Separating the false lumen from the true lumen is a layer of intimal tissue. This tissue is known as the intimal flap. As blood flows down the false lumen, it may cause secondary tears in the intima. Through these secondary tears, the blood can re-enter the true lumen.
Causes
Age related changes due to atherosclerosis and hypertension are associated with spontaneous dissection, while blunt trauma injury and sudden deceleration in a motor vehicle accident is a major cause of aortic dissection.
Other risk factors and conditions associated with the development of aortic dissection include:
- Aging
- Bicuspid aortic valve
- Chest trauma
- Coarctation of the aorta
- Connective tissue disorders
- Ehlers-Danlos syndrome
- Heart surgery or procedures
- Marfan syndrome
- Third trimester of pregnancy
- Pseudoxanthoma elasticum
- Tertiary syphilis
- Turner's syndrome
- Vascular inflammation due to conditions such as arteritis and syphilis
Differentiating Aortic Dissection from other Diseases
Aortic dissection is a life threatening entity that must be distinguished from other life threatening entities such as cardiac tamponade, cardiogenic shock, myocardial infarction, and pulmonary embolism. An aortic aneurysm is not synonymous with aortic dissection. Aneurysms are defined as a localized permanent dilation of the aorta to a diameter > 50% of normal. Other disorders that aortic dissection should be differentiated from include the following:
- Aortic Regurgitation
- Aortic Stenosis
- Cardiac Tamponade
- Cardiogenic Shock
- Gastroenteritis
- Hemorrhagic Shock
- Hernias
- Hypertensive Emergencies
- Hypovolemic Shock
- Mechanical Back Pain
- Myocardial Infarction
- Myocarditis
- Myopathies
- Pancreatitis
- Pericarditis
- Peripheral Vascular Injuries
- Pleural Effusion
- Pulmonary Embolism
- Thoracic Outlet Syndrome
Epidemiology and Demographics
There are approximately 2,000 cases of aortic dissection in the US per year, and aortic dissection accounts for 3-4% of sudden deaths. The peak incidence is in the sixth and seventh decades, and males predominate 2:1.
Risk Factors
- Aging. The highest incidence of aortic dissection is in individuals who are 50 to 70 years old.
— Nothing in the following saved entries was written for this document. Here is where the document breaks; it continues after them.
use serde::{Deserialize, Serialize};

/// Unique identifier for a sequin in the registry
#[derive(Debug, Clone, PartialEq, Eq, PartialOrd, Ord, Hash, Serialize, Deserialize)]
pub struct SequinId(pub String);

impl SequinId {
    pub fn new(s: impl Into<String>) -> Self {
        Self(s.into())
    }

    pub fn as_str(&self) -> &str {
        &self.0
    }
}

impl std::fmt::Display for SequinId {
    fn fmt(&self, f: &mut std::fmt::Formatter<'_>) -> std::fmt::Result {
        write!(f, "{}", self.0)
    }
}

impl From<&str> for SequinId {
    fn from(s: &str) -> Self {
        Self::new(s)
    }
}

impl From<String> for SequinId {
    fn from(s: String) -> Self {
        Self(s)
    }
}

/// Floating abundance of a sequin in a mixture (e.g. attomol/ul)
pub type Concentration = f64;

/// A named formulation assigning a concentration to every sequin
#[derive(Debug, Clone, Copy, PartialEq, Eq, PartialOrd, Ord, Hash, Serialize, Deserialize)]
pub enum Mixture {
    MixA,
    MixB,
    MixF,
    MixG,
}

impl Mixture {
    /// Parse a mixture label from a table header.
    ///
    /// Accepts `MixA`, `Mix A`, `Mix_A`, `mix-a` and the bare letter `A`.
    pub fn parse(s: &str) -> Option<Self> {
        let normalized: String = s
            .chars()
            .filter(|c| !c.is_whitespace() && *c != '_' && *c != '-')
            .collect::<String>()
            .to_lowercase();
        let letter = normalized.strip_prefix("mix").unwrap_or(&normalized);

        match letter {
            "a" => Some(Self::MixA),
            "b" => Some(Self::MixB),
            "f" => Some(Self::MixF),
            "g" => Some(Self::MixG),
            _ => None,
        }
    }
}

impl std::fmt::Display for Mixture {
    fn fmt(&self, f: &mut std::fmt::Formatter<'_>) -> std::fmt::Result {
        match self {
            Self::MixA => write!(f, "MixA"),
            Self::MixB => write!(f, "MixB"),
            Self::MixF => write!(f, "MixF"),
            Self::MixG => write!(f, "MixG"),
        }
    }
}

/// Mutation class of a variant
#[derive(Debug, Clone, Copy, PartialEq, Eq, PartialOrd, Ord, Hash, Serialize, Deserialize)]
#[serde(rename_all = "snake_case")]
pub enum MutationClass {
    Snp,
    Insertion,
    Deletion,
}

impl MutationClass {
    /// Classify a variant from its reference and alternate alleles
    #[must_use]
    pub fn from_alleles(reference: &str, alternate: &str) -> Self {
        match reference.len().cmp(&alternate.len()) {
            std::cmp::Ordering::Equal => Self::Snp,
            std::cmp::Ordering::Less => Self::Insertion,
            std::cmp::Ordering::Greater => Self::Deletion,
        }
    }

    #[must_use]
    pub fn is_indel(self) -> bool {
        !matches!(self, Self::Snp)
    }
}

impl std::fmt::Display for MutationClass {
    fn fmt(&self, f: &mut std::fmt::Formatter<'_>) -> std::fmt::Result {
        match self {
            Self::Snp => write!(f, "SNP"),
            Self::Insertion => write!(f, "Insertion"),
            Self::Deletion => write!(f, "Deletion"),
        }
    }
}

/// The domain a registry describes.
///
/// The kind decides how raw mixture ids relate to annotation ids; it does not
/// change how the registry is merged or queried.
#[derive(Debug, Clone, Copy, PartialEq, Eq, Default, Serialize, Deserialize, clap::ValueEnum)]
#[serde(rename_all = "snake_case")]
pub enum SequinKind {
    /// Germline/somatic variant sequins, one `_R` and one `_V` molecule per sequin
    #[default]
    Variant,
    Transcript,
    Metagenome,
    Fusion,
    Ladder,
}

/// Allele suffix for the reference molecule of a variant sequin
pub const REFERENCE_SUFFIX: &str = "_R";

/// Allele suffix for the variant molecule of a variant sequin
pub const VARIANT_SUFFIX: &str = "_V";

impl SequinKind {
    /// Strip the allele suffix from a variant sequin id (`D_1_3_R` -> `D_1_3`).
    /// Other kinds use the id as-is.
    pub fn base_id<'a>(&self, id: &'a str) -> &'a str {
        match self {
            Self::Variant => id
                .strip_suffix(REFERENCE_SUFFIX)
                .or_else(|| id.strip_suffix(VARIANT_SUFFIX))
                .unwrap_or(id),
            _ => id,
        }
    }
}

/// Classification label for a reported variant
#[derive(Debug, Clone, Copy, PartialEq, Eq, Serialize, Deserialize)]
pub enum Label {
    #[serde(rename = "TP")]
    TruePositive,
    #[serde(rename = "FP")]
    FalsePositive,
    #[serde(rename = "FN")]
    FalseNegative,
}

impl std::fmt::Display for Label {
    fn fmt(&self, f: &mut std::fmt::Formatter<'_>) -> std::fmt::Result {
        match self {
            Self::TruePositive => write!(f, "TP"),
            Self::FalsePositive => write!(f, "FP"),
            Self::FalseNegative => write!(f, "FN"),
        }
    }
}

/// Which part of the genome a chromosome belongs to
#[derive(Debug, Clone, Copy, PartialEq, Eq, Serialize, Deserialize)]
#[serde(rename_all = "snake_case")]
pub enum Region {
    /// The in-silico chromosome(s) carrying the sequins
    Synthetic,
    /// A recognized background chromosome of the sample genome
    Genomic,
    /// Neither; not tracked for accuracy
    Untracked,
}

#[cfg(test)]
mod tests {
    use super::*;

    #[test]
    fn test_mixture_parse() {
        assert_eq!(Mixture::parse("Mix A"), Some(Mixture::MixA));
        assert_eq!(Mixture::parse("MixB"), Some(Mixture::MixB));
        assert_eq!(Mixture::parse("mix_f"), Some(Mixture::MixF));
        assert_eq!(Mixture::parse("G"), Some(Mixture::MixG));
        assert_eq!(Mixture::parse("Length"), None);
    }

    #[test]
    fn test_mutation_class_from_alleles() {
        assert_eq!(MutationClass::from_alleles("A", "T"), MutationClass::Snp);
        assert_eq!(MutationClass::from_alleles("A", "AT"), MutationClass::Insertion);
        assert_eq!(MutationClass::from_alleles("AT", "A"), MutationClass::Deletion);
        assert!(MutationClass::Deletion.is_indel());
        assert!(!MutationClass::Snp.is_indel());
    }

    #[test]
    fn test_base_id() {
        assert_eq!(SequinKind::Variant.base_id("D_1_3_R"), "D_1_3");
        assert_eq!(SequinKind::Variant.base_id("D_1_3_V"), "D_1_3");
        assert_eq!(SequinKind::Variant.base_id("D_1_3"), "D_1_3");
        assert_eq!(SequinKind::Metagenome.base_id("M_1_R"), "M_1_R");
    }

    #[test]
    fn test_label_display() {
        assert_eq!(Label::TruePositive.to_string(), "TP");
        assert_eq!(Label::FalseNegative.to_string(), "FN");
    }
}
- Atherosclerosis and its associated risk factors like diabetes
- Bicuspid aortic valve is present in approximately 7%-14% of patients. These individuals are prone to dissection in the ascending aorta. The risk of dissection in individuals with bicuspid aortic valve is not associated with the degree of stenosis of the valve.
- Chest trauma. Chest trauma leading to aortic dissection can be divided into two groups based on etiology: blunt chest trauma (commonly seen in car accidents) and iatrogenic. Iatrogenic causes include trauma during cardiac catheterization or due to an intra-aortic balloon pump.
- Cocaine abuse
- Coarctation of the aorta
- Cystic medial necrosis
- Deceleration trauma most commonly causes aortic rupture, not dissection
- Ehlers-Danlos syndrome
- Giant cell arteritis
- Heart surgery particularly aortic valve replacement; 18% of individuals who present with an acute aortic dissection have a history of open heart surgery. Individuals who have undergone aortic valve replacement for aortic insufficiency are at particularly high risk. This is because aortic insufficiency causes increased blood flow in the ascending aorta. This can cause dilatation and weakening of the walls of the ascending aorta.
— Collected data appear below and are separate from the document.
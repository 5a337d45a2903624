//! Core data types for sequin quality control.
//!
//! This module provides the fundamental types used throughout the library:
//!
//! - [`Locus`]: A closed coordinate interval on a chromosome
//! - [`SequinData`]: A validated sequin merged from mixture and annotation
//! - [`Variant`]: A normalized observed or catalogued variant record
//! - [`VariantKey`], [`VariantMatch`]: Identity and match outcome for variants
//! - [`SequinId`], [`Mixture`], [`MutationClass`], [`SequinKind`]: Metadata types
//!
//! ## Coordinates
//!
//! All loci are 1-based and closed on both ends, the way VCF positions are
//! written. Parsers for 0-based formats (BED) convert on the way in.
//!
//! [`Locus`]: locus::Locus
//! [`SequinData`]: sequin::SequinData
//! [`Variant`]: variant::Variant
//! [`VariantKey`]: variant::VariantKey
//! [`VariantMatch`]: variant::VariantMatch
//! [`SequinId`]: types::SequinId
//! [`Mixture`]: types::Mixture
//! [`MutationClass`]: types::MutationClass
//! [`SequinKind`]: types::SequinKind

pub mod locus;
pub mod sequin;
pub mod types;
pub mod variant;
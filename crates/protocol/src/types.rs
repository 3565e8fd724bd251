use serde::{Deserialize, Serialize};

use crate::entity::{Entity, Year};

/// Whether a stretch of time holds entities or is empty.
#[derive(Debug, Clone, Copy, PartialEq, Eq, Serialize, Deserialize)]
#[serde(rename_all = "snake_case")]
pub enum SegmentKind {
    /// Covered by at least one lifespan (after join-threshold merging).
    Active,
    /// Empty time between active segments, drawn compressed.
    Gap,
}

/// A contiguous span of years.
#[derive(Debug, Clone, Copy, PartialEq, Eq, Serialize, Deserialize)]
pub struct Segment {
    pub kind: SegmentKind,
    pub start: Year,
    pub end: Year,
}

impl Segment {
    pub fn active(start: Year, end: Year) -> Self {
        Self {
            kind: SegmentKind::Active,
            start,
            end,
        }
    }

    pub fn len(&self) -> i64 {
        i64::from(self.end) - i64::from(self.start)
    }

    pub fn is_empty(&self) -> bool {
        self.end <= self.start
    }
}

/// The pixel-bearing counterpart of a [`Segment`].
///
/// Invariant: `end_x - start_x == (end_year - start_year) * rate`.
/// `start_x`/`end_x` are relative to the inner timeline (axis padding
/// excluded).
#[derive(Debug, Clone, Copy, PartialEq, Serialize, Deserialize)]
pub struct Piece {
    pub kind: SegmentKind,
    pub start_year: Year,
    pub end_year: Year,
    /// Pixels per year.
    pub rate: f64,
    pub start_x: f64,
    pub end_x: f64,
}

impl Piece {
    pub fn contains_year(&self, year: f64) -> bool {
        year >= f64::from(self.start_year) && year <= f64::from(self.end_year)
    }

    pub fn contains_x(&self, x: f64) -> bool {
        x >= self.start_x && x <= self.end_x
    }

    /// Inner x of `year`, assuming it lies in this piece.
    pub fn x_at(&self, year: f64) -> f64 {
        self.start_x + (year - f64::from(self.start_year)) * self.rate
    }

    /// Year at inner `x`, assuming it lies in this piece. Zero-rate pieces
    /// collapse to their start year.
    pub fn year_at(&self, x: f64) -> f64 {
        if self.rate <= 0.0 {
            return f64::from(self.start_year);
        }
        f64::from(self.start_year) + (x - self.start_x) / self.rate
    }

    pub fn width(&self) -> f64 {
        self.end_x - self.start_x
    }

    /// Multiply rate and pixel extents by one factor.
    pub fn scaled(&self, factor: f64) -> Self {
        Self {
            rate: self.rate * factor,
            start_x: self.start_x * factor,
            end_x: self.end_x * factor,
            ..*self
        }
    }
}

/// An entity with its row and horizontal extent on the timeline.
#[derive(Debug, Clone, PartialEq, Serialize, Deserialize)]
pub struct LaidOutEntity {
    #[serde(flatten)]
    pub entity: Entity,
    /// Display lane, 0 = top.
    pub row: usize,
    /// Absolute x of the bar's left edge (axis padding included).
    pub left_x: f64,
    /// Bar width after the label floor is applied.
    pub width_px: f64,
    pub years_label: String,
}

impl LaidOutEntity {
    pub fn right_x(&self) -> f64 {
        self.left_x + self.width_px
    }

    pub fn center_x(&self) -> f64 {
        self.left_x + self.width_px / 2.0
    }
}

#[derive(Debug, Clone, Copy, PartialEq, Eq, Serialize, Deserialize)]
#[serde(rename_all = "snake_case")]
pub enum TickKind {
    Major,
    Minor,
}

/// One axis tick. Only major ticks carry a label.
#[derive(Debug, Clone, PartialEq, Serialize, Deserialize)]
pub struct Tick {
    pub kind: TickKind,
    pub year: Year,
    pub x: f64,
    #[serde(default, skip_serializing_if = "Option::is_none")]
    pub label: Option<String>,
}

/// Chosen tick steps and the ticks they produce, minor ticks first.
#[derive(Debug, Clone, PartialEq, Serialize, Deserialize)]
pub struct TickPlan {
    pub major_step: Year,
    pub minor_step: Option<Year>,
    pub ticks: Vec<Tick>,
}

impl TickPlan {
    pub fn majors(&self) -> impl Iterator<Item = &Tick> {
        self.ticks.iter().filter(|t| t.kind == TickKind::Major)
    }

    pub fn minors(&self) -> impl Iterator<Item = &Tick> {
        self.ticks.iter().filter(|t| t.kind == TickKind::Minor)
    }
}

#[cfg(test)]
mod tests {
    use super::*;

    fn piece(start_year: Year, end_year: Year, rate: f64, start_x: f64) -> Piece {
        Piece {
            kind: SegmentKind::Active,
            start_year,
            end_year,
            rate,
            start_x,
            end_x: start_x + f64::from(end_year - start_year) * rate,
        }
    }

    #[test]
    fn piece_maps_both_directions() {
        let p = piece(1000, 1100, 2.0, 50.0);
        assert!((p.x_at(1025.0) - 100.0).abs() < 1e-9);
        assert!((p.year_at(100.0) - 1025.0).abs() < 1e-9);
        assert!((p.width() - 200.0).abs() < 1e-9);
    }

    #[test]
    fn zero_rate_piece_returns_start_year() {
        let p = piece(10, 10, 0.0, 0.0);
        assert_eq!(p.year_at(5.0), 10.0);
    }

    #[test]
    fn scaling_keeps_width_invariant() {
        let p = piece(-500, -400, 1.5, 30.0).scaled(2.0);
        let expected = f64::from(p.end_year - p.start_year) * p.rate;
        assert!((p.width() - expected).abs() < 1e-9);
    }

    #[test]
    fn segment_length() {
        let s = Segment::active(-500, -400);
        assert_eq!(s.len(), 100);
        assert!(!s.is_empty());
    }
}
- Hypertension is seen in 71-86% of patients. It occurs most frequently in those with type III dissection.
- Male gender. The incidence is twice as high in males as in females (male-to-female ratio is 2:1).
- Marfan’s syndrome is present in 5%-9% of patients. In this subset, there is an increased incidence in young individuals. Individuals with Marfan syndrome patients are more prone to proximal dissections of the aorta.
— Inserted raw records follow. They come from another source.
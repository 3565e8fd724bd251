use std::fmt::Write as _;

use eraline_core::LayoutResult;
use eraline_protocol::{TickPlan, Year, format_year};

use crate::locate::Location;

const BAR: char = '─';

/// Draw every row as a line of bars, scaled so the whole timeline fits in
/// `columns` characters. Bar starts carry the entity name when it fits.
pub fn render_rows(result: &LayoutResult, columns: usize) -> String {
    let mut out = String::new();
    if result.is_empty() {
        out.push_str("(no entities)\n");
        return out;
    }

    let columns = columns.max(20);
    let scale = columns as f64 / result.timeline_width_px;
    let mut rows = vec![vec![' '; columns]; result.rows_count];

    for item in &result.items {
        let Some(row) = rows.get_mut(item.row) else {
            continue;
        };
        let start = ((item.left_x * scale).floor() as usize).min(columns - 1);
        let end = ((item.right_x() * scale).ceil() as usize).clamp(start + 1, columns);
        let cells = &mut row[start..end];
        cells.fill(BAR);
        for (cell, ch) in cells.iter_mut().zip(item.entity.name.chars()) {
            *cell = ch;
        }
    }

    for row in rows {
        let line: String = row.into_iter().collect();
        let _ = writeln!(out, "{}", line.trim_end());
    }
    out
}

/// One line per laid-out entity: row, pixel extent, years and name.
pub fn render_listing(result: &LayoutResult) -> String {
    let mut out = String::new();
    let _ = writeln!(
        out,
        "{} entities in {} rows, timeline {:.0}px, row {:.1}px + {:.1}px gap",
        result.items.len(),
        result.rows_count,
        result.timeline_width_px,
        result.row_height_px,
        result.row_gap_px,
    );
    if let Some(metrics) = &result.metrics {
        let _ = writeln!(
            out,
            "years {}..{}, inner {:.0}px, {:.3} px/year (scale {:.2}), {:.2} entities/century",
            metrics.min_year,
            metrics.max_year,
            metrics.inner_width_px(),
            metrics.active_rate,
            metrics.scale_factor,
            metrics.density_per_century,
        );
    }
    for id in &result.skipped {
        let _ = writeln!(out, "skipped {id}");
    }
    for item in &result.items {
        let _ = writeln!(
            out,
            "{:>3} {:>9.1} {:>8.1}  {:<22} {}",
            item.row,
            item.left_x,
            item.width_px,
            item.years_label,
            item.entity.name,
        );
    }
    out
}

pub fn render_ticks(plan: &TickPlan) -> String {
    let mut out = String::new();
    match plan.minor_step {
        Some(minor) => {
            let _ = writeln!(out, "major every {} years, minor every {minor}", plan.major_step);
        }
        None => {
            let _ = writeln!(out, "major every {} years", plan.major_step);
        }
    }
    for tick in plan.majors() {
        let label = tick.label.as_deref().unwrap_or_default();
        let _ = writeln!(out, "{:>9.1}  {label}", tick.x);
    }
    let _ = writeln!(out, "{} minor ticks", plan.minors().count());
    out
}

pub fn render_location(location: &Location) -> String {
    let mut out = String::new();
    let _ = writeln!(
        out,
        "year {} (≈{:.1}) at x {:.1}px",
        format_year(location.year.round() as Year),
        location.year,
        location.x,
    );
    let _ = writeln!(out, "scroll to {:.1}px", location.scroll_left);
    let _ = writeln!(out, "Visible period: {}", location.visible_period.label());
    if let Some(era) = &location.nearest_era {
        let _ = writeln!(out, "nearest era: {} ({})", era.label, format_year(era.year));
    }
    out
}

#[cfg(test)]
mod tests {
    use super::*;
    use eraline_core::navigation::{Era, VisiblePeriod};
    use eraline_core::{LayoutConfig, LayoutParams, layout_entities};
    use eraline_protocol::{Entity, Lifespan};

    fn layout(entities: &[Entity]) -> LayoutResult {
        let params = LayoutParams::new(140.0, 1000.0, 2026);
        layout_entities(entities, &params, &LayoutConfig::default()).expect("layout")
    }

    #[test]
    fn empty_layout_renders_placeholder() {
        assert_eq!(render_rows(&layout(&[]), 80), "(no entities)\n");
    }

    #[test]
    fn overlapping_entities_get_separate_lines() {
        let result = layout(&[
            Entity::new("a", "Ada", "science", 1815, Lifespan::Fixed(1852)),
            Entity::new("b", "Babbage", "science", 1791, Lifespan::Fixed(1871)),
        ]);
        let chart = render_rows(&result, 80);
        let lines: Vec<&str> = chart.lines().collect();
        assert_eq!(lines.len(), result.rows_count);
        assert_eq!(lines.len(), 2);
        assert!(lines[0].contains("Babbage"));
        assert!(lines[1].contains("Ada"));
    }

    #[test]
    fn listing_has_one_line_per_item() {
        let result = layout(&[
            Entity::new("a", "Ada", "science", 1815, Lifespan::Fixed(1852)),
            Entity::new("g", "Goodall", "science", 1934, Lifespan::Ongoing),
        ]);
        let listing = render_listing(&result);
        assert_eq!(listing.lines().count(), 2 + result.items.len());
        assert!(listing.contains("1934 – present"));

        let inner = result.metrics.as_ref().map(|m| m.inner_width_px()).expect("metrics");
        assert!(listing.contains(&format!("inner {inner:.0}px")));
    }

    #[test]
    fn location_lists_period_and_era() {
        let location = Location {
            year: -427.4,
            x: 56.0,
            scroll_left: 0.0,
            visible_period: VisiblePeriod { from: -427, to: -300 },
            nearest_era: Some(Era::new("ancient", "Antiquity", -500)),
        };
        let text = render_location(&location);
        let lines: Vec<&str> = text.lines().collect();
        assert_eq!(
            lines,
            vec![
                "year 427 BCE (≈-427.4) at x 56.0px",
                "scroll to 0.0px",
                "Visible period: 427 BCE - 300 BCE",
                "nearest era: Antiquity (500 BCE)",
            ]
        );
    }
}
- Pseudoxanthoma elasticum
- Turner's syndrome. Turner syndrome increases the risk of aortic dissection as a result of aortic root dilatation[3].
- Tertiary syphilis
- Third trimester of pregnancy. Half of dissections in females before age 40 occur during pregnancy (typically in the 3rd trimester or early postpartum period).
- Vasculitis (inflammation of an artery) is rarely associated with aortic dissection.
Natural History
If the patient remains untreated, the mortality is:
- 1% per hour during the first day
- 75% at 2 weeks
- 90% at 1 year
Complications
The complications of aortic dissection include:
Cardiac
- Aortic rupture leading to massive blood loss, hypotension and shock often resulting in death. Indeed, aortic dissection accounts for 3-4% of sudden deaths.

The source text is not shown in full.